The Sun's enormous mass is held together by gravitational attraction, producing immense pressure and
temperature at its core. The Sun has six regions: the core, the radiative zone, and the convective zone
in the interior; the visible surface, called the photosphere; the chromosphere; and the outermost
region, the corona.
At the core, the temperature is about 27 million degrees Fahrenheit (15 million degrees Celsius), which
is sufficient to sustain thermonuclear fusion. This is a process in which atoms combine to form larger
atoms and in the process release staggering amounts of energy. Specifically, in the Sun’s core, hydrogen
atoms fuse to make helium.
The energy produced in the core powers the Sun and produces all the heat and light the Sun emits. Energy
from the core is carried outward by radiation, which bounces around the radiative zone, taking about
170,000 years to get from the core to the top of the convective zone. The temperature drops below 3.5
million degrees Fahrenheit (2 million degrees Celsius) in the convective zone, where large bubbles of
hot plasma (a soup of ionized atoms) move upwards. The surface of the Sun—the part we can see—is about
10,000 degrees Fahrenheit (5,500 degrees Celsius). That's much cooler than the blazing core, but it's
still hot enough to make carbon, like diamonds and graphite, not just melt, but boil.
Internal Structure of the Sun
The surface of the Sun, the photosphere, is a 300-mile-thick (500-kilometer-thick) region, from which
most of the Sun's radiation escapes outward. This is not a solid surface like the surfaces of planets.
Instead, this is the outer layer of the gassy star.
We see radiation from the photosphere as sunlight when it reaches Earth about eight minutes after it
leaves the Sun. The temperature of the photosphere is about 10,000 degrees Fahrenheit (5,500 degrees
Celsius).
Above the photosphere lie the tenuous chromosphere and the corona (crown), which make up the thin solar
atmosphere. This is where we see features such as sunspots and solar flares.
Visible light from these top regions is usually too weak to be seen against the brighter photosphere,
but during total solar eclipses, when the moon covers the photosphere, the chromosphere looks like a red
rim around the Sun, while the corona forms a beautiful white crown with plasma streamers narrowing
outward, forming shapes that look like flower petals.
Strangely, the temperature in the Sun's atmosphere increases with altitude, reaching as high as 3.5
million degrees Fahrenheit (2 million degrees Celsius).
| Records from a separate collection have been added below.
use axum::{
    Json,
    extract::State,
    http::{HeaderMap, StatusCode, header},
    response::{IntoResponse, Redirect, Response},
};
use serde_json::{Value, json};

use crate::{
    AppState,
    auth::{self, AuthUser},
    error::AppError,
    models::{NewProfile, Profile, Role, SessionResponse, SignInRequest, SignUpRequest},
};

/// Supabase rejects shorter passwords; checking here saves a round trip.
const MIN_PASSWORD_LEN: usize = 6;

/// index
///
/// [Public Route] Landing endpoint for anonymous visitors. Signed-in visitors never
/// reach it: the route guard sends them to their dashboard.
#[utoipa::path(get, path = "/", responses((status = 200, description = "Service info")))]
pub async fn index() -> Json<Value> {
    Json(json!({
        "service": env!("CARGO_PKG_NAME"),
        "version": env!("CARGO_PKG_VERSION"),
        "docs": "/swagger-ui",
    }))
}

/// sign_up
///
/// [Public Route] Creates the account in Supabase Auth, then mirrors it into
/// `public.profiles` with role `user` and the configured default order limit.
#[utoipa::path(
    post,
    path = "/auth/signup",
    request_body = SignUpRequest,
    responses(
        (status = 201, description = "Registered", body = Profile),
        (status = 400, description = "Invalid email/password or rejected by the auth provider"),
        (status = 403, description = "Registrations closed")
    )
)]
pub async fn sign_up(
    State(state): State<AppState>,
    Json(payload): Json<SignUpRequest>,
) -> Result<(StatusCode, Json<Profile>), AppError> {
    let email = payload.email.trim().to_lowercase();
    if email.is_empty() || !email.contains('@') {
        return Err(AppError::Validation("a valid email is required".into()));
    }
    if payload.password.len() < MIN_PASSWORD_LEN {
        return Err(AppError::Validation(format!(
            "password must be at least {} characters",
            MIN_PASSWORD_LEN
        )));
    }

    let settings = state.repo.get_settings().await?;
    if !settings.allow_registrations {
        return Err(AppError::RegistrationsClosed);
    }

    let user_id = state
        .identity
        .sign_up(&email, &payload.password, payload.full_name.as_deref())
        .await?;

    let profile = state
        .repo
        .create_profile(NewProfile {
            id: user_id,
            email,
            full_name: payload.full_name,
            role: Role::User,
            user_limit: settings.default_user_limit,
        })
        .await?;

    tracing::info!(user_id = %profile.id, "user registered");
    Ok((StatusCode::CREATED, Json(profile)))
}

/// sign_in
///
/// [Public Route] Password sign-in. On success the access token is set as an HttpOnly
/// session cookie and the body names the dashboard for the caller's role.
#[utoipa::path(
    post,
    path = "/auth/signin",
    request_body = SignInRequest,
    responses(
        (status = 200, description = "Signed in", body = SessionResponse),
        (status = 401, description = "Bad credentials"),
        (status = 404, description = "Account has no profile")
    )
)]
pub async fn sign_in(
    State(state): State<AppState>,
    Json(payload): Json<SignInRequest>,
) -> Result<Response, AppError> {
    let email = payload.email.trim().to_lowercase();
    let session = state.identity.sign_in(&email, &payload.password).await?;

    let profile = state
        .repo
        .get_profile(session.user_id)
        .await?
        .ok_or(AppError::NotFound("Profile"))?;

    let cookie = auth::session_cookie(&state.config, &session.access_token, session.expires_in);
    let body = SessionResponse {
        redirect_to: profile.role.dashboard_path().to_string(),
        profile,
    };

    Ok(([(header::SET_COOKIE, cookie)], Json(body)).into_response())
}

/// sign_out
///
/// [Public Route] Revokes the session upstream (when there is one) and clears the cookie.
/// Always succeeds so a stale cookie can be dropped.
#[utoipa::path(post, path = "/auth/signout", responses((status = 204, description = "Signed out")))]
pub async fn sign_out(State(state): State<AppState>, headers: HeaderMap) -> Response {
    if let Some(token) = auth::session_token(&headers, &state.config.session_cookie) {
        if let Err(e) = state.identity.sign_out(&token).await {
            tracing::warn!("sign out upstream failed: {}", e);
        }
    }

    (
        StatusCode::NO_CONTENT,
        [(header::SET_COOKIE, auth::clear_session_cookie(&state.config))],
    )
        .into_response()
}

/// get_session
///
/// [Authenticated Route] The caller's profile plus their dashboard path.
#[utoipa::path(
    get,
    path = "/auth/session",
    responses(
        (status = 200, description = "Current session", body = SessionResponse),
        (status = 401, description = "No session")
    )
)]
pub async fn get_session(
    user: AuthUser,
    State(state): State<AppState>,
) -> Result<Json<SessionResponse>, AppError> {
    let profile = state
        .repo
        .get_profile(user.id)
        .await?
        .ok_or(AppError::Unauthorized)?;

    Ok(Json(SessionResponse {
        redirect_to: profile.role.dashboard_path().to_string(),
        profile,
    }))
}

/// dashboard
///
/// [Authenticated Route] `/dashboard` forwards to the role's own dashboard.
#[utoipa::path(get, path = "/dashboard", responses((status = 303, description = "Role dashboard")))]
pub async fn dashboard(user: AuthUser) -> Redirect {
    Redirect::to(user.role.dashboard_path())
}
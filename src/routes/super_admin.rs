use crate::{AppState, handlers::super_admin};
use axum::{
    Router,
    routing::{get, post, put},
};

/// Super-Admin Router
///
/// Account and system administration, nested under `/super-admin`.
pub fn super_admin_routes() -> Router<AppState> {
    Router::new()
        .route("/dashboard", get(super_admin::get_super_admin_dashboard))
        .route("/users", get(super_admin::list_users))
        // PUT /super-admin/users/{id}/role
        // Promote or demote; never the caller's own profile.
        .route("/users/{id}/role", put(super_admin::update_user_role))
        .route("/users/{id}/limits", put(super_admin::update_user_limits))
        .route(
            "/settings",
            get(super_admin::get_settings).put(super_admin::update_settings),
        )
        .route("/settings/reset", post(super_admin::reset_settings))
}
#![forbid(unsafe_code)]

use thiserror::Error;

use crate::raw::RawKind;

pub type Result<T> = std::result::Result<T, ReactivityError>;

/// Misuse of a typed helper.
///
/// The primary paths (observe, property access, track, trigger, effect runs)
/// never fail; they degrade to passthrough and report through the
/// diagnostics sink instead.
#[derive(Debug, Clone, PartialEq, Eq, Error)]
pub enum ReactivityError {
    #[error("value is not reactive: {found}")]
    NotReactive { found: String },

    #[error("expected {expected}, found {found}")]
    KindMismatch {
        expected: &'static str,
        found: RawKind,
    },

    #[error("expected an object, found {found}")]
    NotAnObject { found: String },

    #[error("array length {len} exceeds the supported maximum")]
    ArrayTooLong { len: usize },

    #[error("invalid runtime config: {message}")]
    InvalidConfig { message: String },
}

impl ReactivityError {
    #[must_use]
    pub fn kind_mismatch(expected: &'static str, found: RawKind) -> Self {
        Self::KindMismatch { expected, found }
    }

    #[must_use]
    pub fn invalid_config(message: impl Into<String>) -> Self {
        Self::InvalidConfig {
            message: message.into(),
        }
    }
}
#![forbid(unsafe_code)]

//! FrankenRx public facade crate.
//!
//! This crate provides the stable, ergonomic surface area for users.

pub use frx_core::{array, object};

pub mod prelude {
    pub use frx_core as core;
    pub use frx_core::{
        CollectingSink, Computed, DiagnosticsSink, Effect, EffectOptions, PropKey,
        PropertyAccess, RawObject, Reactive, ReactivityError, Ref, Runtime, RuntimeConfig,
        Severity, Value, WeakRuntime, array, is_observable, is_ref, object, to_raw, unref,
    };
}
The source of coronal heating has been a
scientific mystery for more than 50 years.
The Sun itself is not a good place for living things, with its hot, energetic mix of gases and plasma. But the Sun has made life on Earth possible, providing warmth as well as energy that organisms like plants use to form the basis of many food chains.
The Sun and other stars don't have moons; instead, they have planets and their moons, along with asteroids, comets, and other objects.
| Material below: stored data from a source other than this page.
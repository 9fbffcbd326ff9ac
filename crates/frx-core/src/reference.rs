#![forbid(unsafe_code)]

//! Boxed references.
//!
//! A [`Ref`] is a single observable slot with its own implicit key. Three
//! flavors share the handle:
//!
//! - a plain cell created by [`Runtime::create_ref`],
//! - a property ref from [`Runtime::to_refs`], which reads and writes one key
//!   of a source object,
//! - a computed value (see [`crate::computed`]).

use std::any::Any;
use std::cell::RefCell;
use std::fmt;
use std::rc::{Rc, Weak};

use crate::computed::ComputedState;
use crate::dep::{Target, TrackKey, TriggerKind, next_id};
use crate::diagnostics::Severity;
use crate::error::{ReactivityError, Result};
use crate::reactive::PropertyAccess;
use crate::runtime::{Runtime, RuntimeInner};
use crate::value::{PropKey, Value};

pub(crate) enum RefKind {
    Cell(RefCell<Value>),
    Property { source: Value, key: PropKey },
    Computed(ComputedState),
}

pub(crate) struct RefNode {
    id: u64,
    kind: RefKind,
    runtime: Weak<RuntimeInner>,
}

impl RefNode {
    pub(crate) fn new(id: u64, kind: RefKind, runtime: Weak<RuntimeInner>) -> Self {
        Self { id, kind, runtime }
    }
}

/// Handle to a boxed reference. Clones share the slot; equality is identity.
#[derive(Clone)]
pub struct Ref {
    node: Rc<RefNode>,
}

impl Ref {
    pub(crate) fn from_node(node: Rc<RefNode>) -> Self {
        Self { node }
    }

    pub(crate) fn upgrade(weak: &Weak<RefNode>) -> Option<Self> {
        weak.upgrade().map(Self::from_node)
    }

    /// Current value, tracked.
    ///
    /// A cell holding another ref yields that ref's value.
    #[must_use]
    pub fn get(&self) -> Value {
        match &self.node.kind {
            RefKind::Cell(cell) => {
                self.track_value();
                let current = cell.borrow().clone();
                match current {
                    Value::Ref(inner) => inner.get(),
                    other => other,
                }
            }
            RefKind::Property { source, key } => source.get(key),
            RefKind::Computed(state) => state.read(self),
        }
    }

    /// Replaces the value. A cell notifies its readers only when the new
    /// value differs from the old under strict equality.
    pub fn set(&self, value: impl Into<Value>) {
        let value = value.into();
        match &self.node.kind {
            RefKind::Cell(cell) => {
                let changed = !cell.borrow().to_raw().strict_eq(&value.to_raw());
                if !changed {
                    return;
                }
                let stored = match self.runtime() {
                    Some(rt) => rt.to_reactive(value),
                    None => value,
                };
                *cell.borrow_mut() = stored;
                self.trigger_value();
            }
            RefKind::Property { source, key } => {
                source.set(key, value);
            }
            RefKind::Computed(state) => state.write(self, value),
        }
    }

    /// `set(f(get()))`.
    pub fn update(&self, f: impl FnOnce(Value) -> Value) {
        let next = f(self.get());
        self.set(next);
    }

    #[must_use]
    pub fn id(&self) -> u64 {
        self.node.id
    }

    #[must_use]
    pub fn ptr_eq(&self, other: &Self) -> bool {
        Rc::ptr_eq(&self.node, &other.node)
    }

    #[must_use]
    pub fn is_computed(&self) -> bool {
        matches!(self.node.kind, RefKind::Computed(_))
    }

    /// Backed by a property of another object.
    #[must_use]
    pub fn is_property(&self) -> bool {
        matches!(self.node.kind, RefKind::Property { .. })
    }

    pub(crate) fn computed_state(&self) -> Option<&ComputedState> {
        match &self.node.kind {
            RefKind::Computed(state) => Some(state),
            _ => None,
        }
    }

    fn runtime(&self) -> Option<Rc<RuntimeInner>> {
        self.node.runtime.upgrade()
    }

    pub(crate) fn has_runtime(&self) -> bool {
        self.node.runtime.strong_count() > 0
    }

    fn target(&self) -> Target {
        let liveness: Weak<dyn Any> = Rc::downgrade(&self.node) as Weak<dyn Any>;
        Target::new(self.node.id, liveness)
    }

    pub(crate) fn track_value(&self) {
        if let Some(rt) = self.runtime() {
            rt.track(&self.target(), TrackKey::Value);
        }
    }

    pub(crate) fn trigger_value(&self) {
        if let Some(rt) = self.runtime() {
            rt.trigger(self.node.id, &[TrackKey::Value], TriggerKind::Set);
        }
    }

    pub(crate) fn warn(&self, message: &str) {
        if let Some(rt) = self.runtime() {
            rt.emit(Severity::Warning, message);
        }
    }
}

impl PartialEq for Ref {
    fn eq(&self, other: &Self) -> bool {
        self.ptr_eq(other)
    }
}

impl Eq for Ref {}

impl fmt::Debug for Ref {
    fn fmt(&self, f: &mut fmt::Formatter<'_>) -> fmt::Result {
        let kind = match &self.node.kind {
            RefKind::Cell(_) => "cell",
            RefKind::Property { .. } => "property",
            RefKind::Computed(_) => "computed",
        };
        f.debug_struct("Ref")
            .field("id", &self.node.id)
            .field("kind", &kind)
            .finish()
    }
}

/// Property refs produced by [`Runtime::to_refs`], in key order.
#[derive(Debug, Clone, Default)]
pub struct RefMap {
    entries: Vec<(PropKey, Ref)>,
}

impl RefMap {
    #[must_use]
    pub fn get(&self, key: impl Into<PropKey>) -> Option<&Ref> {
        let key = key.into().normalized();
        self.entries.iter().find(|(k, _)| *k == key).map(|(_, r)| r)
    }

    pub fn iter(&self) -> impl Iterator<Item = (&PropKey, &Ref)> {
        self.entries.iter().map(|(k, r)| (k, r))
    }

    #[must_use]
    pub fn len(&self) -> usize {
        self.entries.len()
    }

    #[must_use]
    pub fn is_empty(&self) -> bool {
        self.entries.is_empty()
    }
}

impl IntoIterator for RefMap {
    type Item = (PropKey, Ref);
    type IntoIter = std::vec::IntoIter<(PropKey, Ref)>;

    fn into_iter(self) -> Self::IntoIter {
        self.entries.into_iter()
    }
}

impl Runtime {
    /// New ref holding `initial`. Raw containers are stored wrapped.
    pub fn create_ref(&self, initial: impl Into<Value>) -> Ref {
        let inner = self.inner();
        let value = inner.to_reactive(initial.into());
        Ref::from_node(Rc::new(RefNode::new(
            next_id(),
            RefKind::Cell(RefCell::new(value)),
            Rc::downgrade(inner),
        )))
    }

    /// One property ref per own key of `source`.
    ///
    /// Each ref reads and writes through to the source, so both directions
    /// stay live. A raw object is observed first; primitives are rejected.
    pub fn to_refs(&self, source: &Value) -> Result<RefMap> {
        let source = match source {
            Value::Reactive(_) => source.clone(),
            Value::Object(_) => self.observe(source.clone()),
            other => {
                return Err(ReactivityError::NotAnObject {
                    found: other.type_name().to_string(),
                });
            }
        };
        let keys = match &source {
            Value::Reactive(r) => r.own_keys(),
            Value::Object(raw) => raw.own_keys(),
            _ => Vec::new(),
        };
        let inner = self.inner();
        let entries = keys
            .into_iter()
            .map(|key| {
                let node = RefNode::new(
                    next_id(),
                    RefKind::Property {
                        source: source.clone(),
                        key: key.clone(),
                    },
                    Rc::downgrade(inner),
                );
                (key, Ref::from_node(Rc::new(node)))
            })
            .collect();
        Ok(RefMap { entries })
    }
}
The Sun does not have rings.
The electric currents in the Sun generate a complex magnetic field that extends out into space to form
the interplanetary magnetic field. The volume of space controlled by the Sun's magnetic field is called
the heliosphere.
The Sun's magnetic field is carried out through the solar system by the solar wind—a stream of
electrically charged gas blowing outward from the Sun in all directions. Since the Sun rotates, the
magnetic field spins out into a large rotating spiral, known as the Parker spiral.
The Sun doesn't behave the same way all the time. It goes through phases of its own solar cycle.
Approximately every 11 years, the Sun’s geographic poles change their magnetic polarity. When this
happens, the Sun's photosphere, chromosphere and corona undergo changes from quiet and calm to violently
active. The height of the Sun’s activity, known as solar maximum, is a time of solar storms: sunspots,
solar flares and coronal mass ejections. These are caused by irregularities in the Sun's magnetic field
and can release huge amounts of energy and particles, some of which reach us here on Earth. This space
weather can damage satellites, corrode pipelines and affect power grids.